On Wed, 28 Oct 1998, Bruce E. Hayden <bhayden[_at_]ieee.org> wrote:
>
> Sheldon W. Halpern <shalpern[_at_]pop.service.ohio-state.edu> wrote:
> >
> > We need to remember that Sony very specifically focused on copying
> > for time shifting purposes of "free" over the air broadcast of
> > copyrighted works; it is not at all clear that Sony fair use
> > (particularly given the way the Court so drastically limited Sony
> > in Campbell) would eapply to copying pay per view or similar works.
>
> Personally, I see little if any difference between time shifting
> pay-per-view and free over-the-air broadcasting. The justification
> in both cases would be that the transmitter has been already been
> paid.
>
> The reality of course is that many who record over-the-air broadcasting
> are not really time shifting at all, but rather building a library.
> And from this point of view, maybe a distinction can be drawn with
> pay-per-view.
In the views of most movie studios, the question is where the material fits in their distrubtion "windows," rather than the nature of the personal use by the consumer.

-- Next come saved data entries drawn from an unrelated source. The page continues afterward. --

//! Data-channel lifecycle: bind to the addressed session, relay frames to
//! its control channel, unbind on close.

use axum::extract::ws::WebSocket;
use devtools_remote_core::protocol;
use devtools_remote_core::{CloseReason, SessionId};
use metrics::counter;
use tracing::{debug, info, instrument, warn};

use super::connection::{Channel, ChannelKind};
use crate::metrics::{
    RELAY_DATA_CHANNELS_REJECTED_TOTAL, RELAY_DATA_CHANNELS_REPLACED_TOTAL, RELAY_FRAMES_TOTAL,
    RELAY_MALFORMED_FRAMES_TOTAL,
};
use crate::server::AppState;

/// Run a data channel for `session_id`.
///
/// Closes immediately with 1011 when the session does not exist. Otherwise
/// every valid JSON text frame is forwarded to the control channel as
/// `data.request`; malformed frames are dropped.
#[instrument(skip_all, fields(session_id = %session_id))]
pub async fn run_data_session(ws: WebSocket, session_id: SessionId, state: AppState) {
    let mut channel = Channel::open(
        ws,
        ChannelKind::Data,
        state.config.send_queue_capacity,
        state.keepalive,
        state.shutdown.connection_guard(),
    );
    let conn_id = channel.connection().connection_id().clone();
    let sink = channel.sink();

    let attachment = match state.relay.attach(&session_id, &sink) {
        Ok(attachment) => attachment,
        Err(e) => {
            counter!(RELAY_DATA_CHANNELS_REJECTED_TOTAL).increment(1);
            info!(%conn_id, error = %e, "rejecting data channel");
            channel.finish(CloseReason::NO_MATCHING_SESSION).await;
            return;
        }
    };
    if attachment.replaced {
        counter!(RELAY_DATA_CHANNELS_REPLACED_TOTAL).increment(1);
    }
    let binding = attachment.binding;
    info!(%conn_id, %binding, replaced = attachment.replaced, "data channel connected");

    let shutdown = state.shutdown.token();
    while let Some(text) = channel.next_text(&shutdown).await {
        let frame = match protocol::parse_frame(&text) {
            Ok(frame) => frame,
            Err(e) => {
                counter!(RELAY_MALFORMED_FRAMES_TOTAL, "channel" => "data").increment(1);
                debug!(%conn_id, error = %e, len = text.len(), "dropping malformed frame");
                continue;
            }
        };
        match state.relay.to_control_channel(&session_id, &frame) {
            Ok(delivery) => {
                counter!(RELAY_FRAMES_TOTAL, "direction" => "to_control", "outcome" => delivery.as_str())
                    .increment(1);
            }
            Err(e) => warn!(%conn_id, error = %e, "failed to relay frame"),
        }
    }

    let unbound = state.relay.detach(&session_id, &binding);
    info!(%conn_id, unbound, "data channel disconnected");
    drop(sink);
    channel.finish(CloseReason::NORMAL).await;
}
use reqwest::{
    Method, Request, Url,
    header::{HeaderMap, HeaderName, HeaderValue},
};

use crate::error::{AppError, AppResult, HttpError};

/// Immutable description of the GET request repeated by a run.
///
/// The template never lends out a shared request. Each call to
/// [`RequestTemplate::instantiate`] builds a fresh, owned [`Request`], so no
/// two in-flight attempts can observe each other's state.
#[derive(Debug, Clone)]
pub struct RequestTemplate {
    url: Url,
    headers: HeaderMap,
}

impl RequestTemplate {
    /// Builds a GET template for `url`.
    ///
    /// # Errors
    ///
    /// Returns an error when the URL cannot be parsed or has no host.
    pub fn get(url: &str) -> AppResult<Self> {
        let parsed = Url::parse(url).map_err(|err| {
            AppError::http(HttpError::InvalidUrl {
                url: url.to_owned(),
                source: err,
            })
        })?;
        if parsed.host_str().is_none_or(str::is_empty) {
            return Err(AppError::http(HttpError::UrlMissingHost {
                url: url.to_owned(),
            }));
        }
        Ok(Self {
            url: parsed,
            headers: HeaderMap::new(),
        })
    }

    /// Adds headers sent with every attempt. Later values replace earlier ones.
    ///
    /// # Errors
    ///
    /// Returns an error when a header name or value is not valid HTTP.
    pub fn with_headers(mut self, headers: &[(String, String)]) -> AppResult<Self> {
        for (key, value) in headers {
            let name = HeaderName::from_bytes(key.as_bytes()).map_err(|err| {
                AppError::http(HttpError::InvalidHeaderName {
                    header: key.clone(),
                    source: err,
                })
            })?;
            let val = HeaderValue::from_str(value).map_err(|err| {
                AppError::http(HttpError::InvalidHeaderValue {
                    header: key.clone(),
                    source: err,
                })
            })?;
            self.headers.insert(name, val);
        }
        Ok(self)
    }

    #[must_use]
    pub const fn url(&self) -> &Url {
        &self.url
    }

    #[must_use]
    pub const fn headers(&self) -> &HeaderMap {
        &self.headers
    }

    #[must_use]
    pub fn instantiate(&self) -> Request {
        let mut request = Request::new(Method::GET, self.url.clone());
        request.headers_mut().clone_from(&self.headers);
        request
    }
}
use thiserror::Error;

#[derive(Debug, Error)]
pub enum ValidationError {
    #[error("Invalid header format: '{value}'. Expected 'Key: Value'")]
    InvalidHeaderFormat { value: String },
    #[error("Duration must not be empty.")]
    DurationEmpty,
    #[error("Invalid duration '{value}'.")]
    InvalidDurationFormat { value: String },
    #[error("Invalid duration '{value}': {source}")]
    InvalidDurationNumber {
        value: String,
        #[source]
        source: std::num::ParseIntError,
    },
    #[error("Duration overflow.")]
    DurationOverflow,
    #[error("Invalid duration unit '{unit}'.")]
    InvalidDurationUnit { unit: String },
    #[error("Duration must be > 0.")]
    DurationZero,
    #[error("Value must be >= {min}.")]
    ValueTooSmall { min: u64 },
    #[error("Invalid value: {source}")]
    InvalidNumber {
        #[source]
        source: std::num::ParseIntError,
    },
    #[error("Invalid boolean '{value}'. Use true/false, 1/0, yes/no or on/off.")]
    InvalidBoolean { value: String },
    #[error("Missing URL (pass it as an argument, with --url, or in config).")]
    MissingUrl,
    #[error("Invalid URL '{url}': {source}")]
    InvalidUrl {
        url: String,
        #[source]
        source: url::ParseError,
    },
    #[error("Unsupported URL scheme '{scheme}'. Use http or https.")]
    UnsupportedScheme { scheme: String },
    #[error("URL is missing host.")]
    UrlMissingHost,
    #[error("-c={concurrency}: must be less than or equal to -n={requests}")]
    ConcurrencyExceedsRequests { concurrency: usize, requests: u64 },
    #[error("Test expectation failed: {message}")]
    TestExpectation { message: &'static str },
    #[error("Test expectation failed: {message}: {value}")]
    TestExpectationValue {
        message: &'static str,
        value: String,
    },
}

The order of the windows is generally: theater; home video rental and sales; video-on-demand/pay-per view; subscription channels; and finally basic or enhanced cable/satellite and broadcast. Near the top of the chain they don't want people recording it for any reason, as they are still hoping to sell a la carte. Near the bottom they may not care, as they have already wrung most of the distribution bucks out of the product in the 18 months it took to get from the top to the bottom of the chain. Of course, not every studio takes an identical view.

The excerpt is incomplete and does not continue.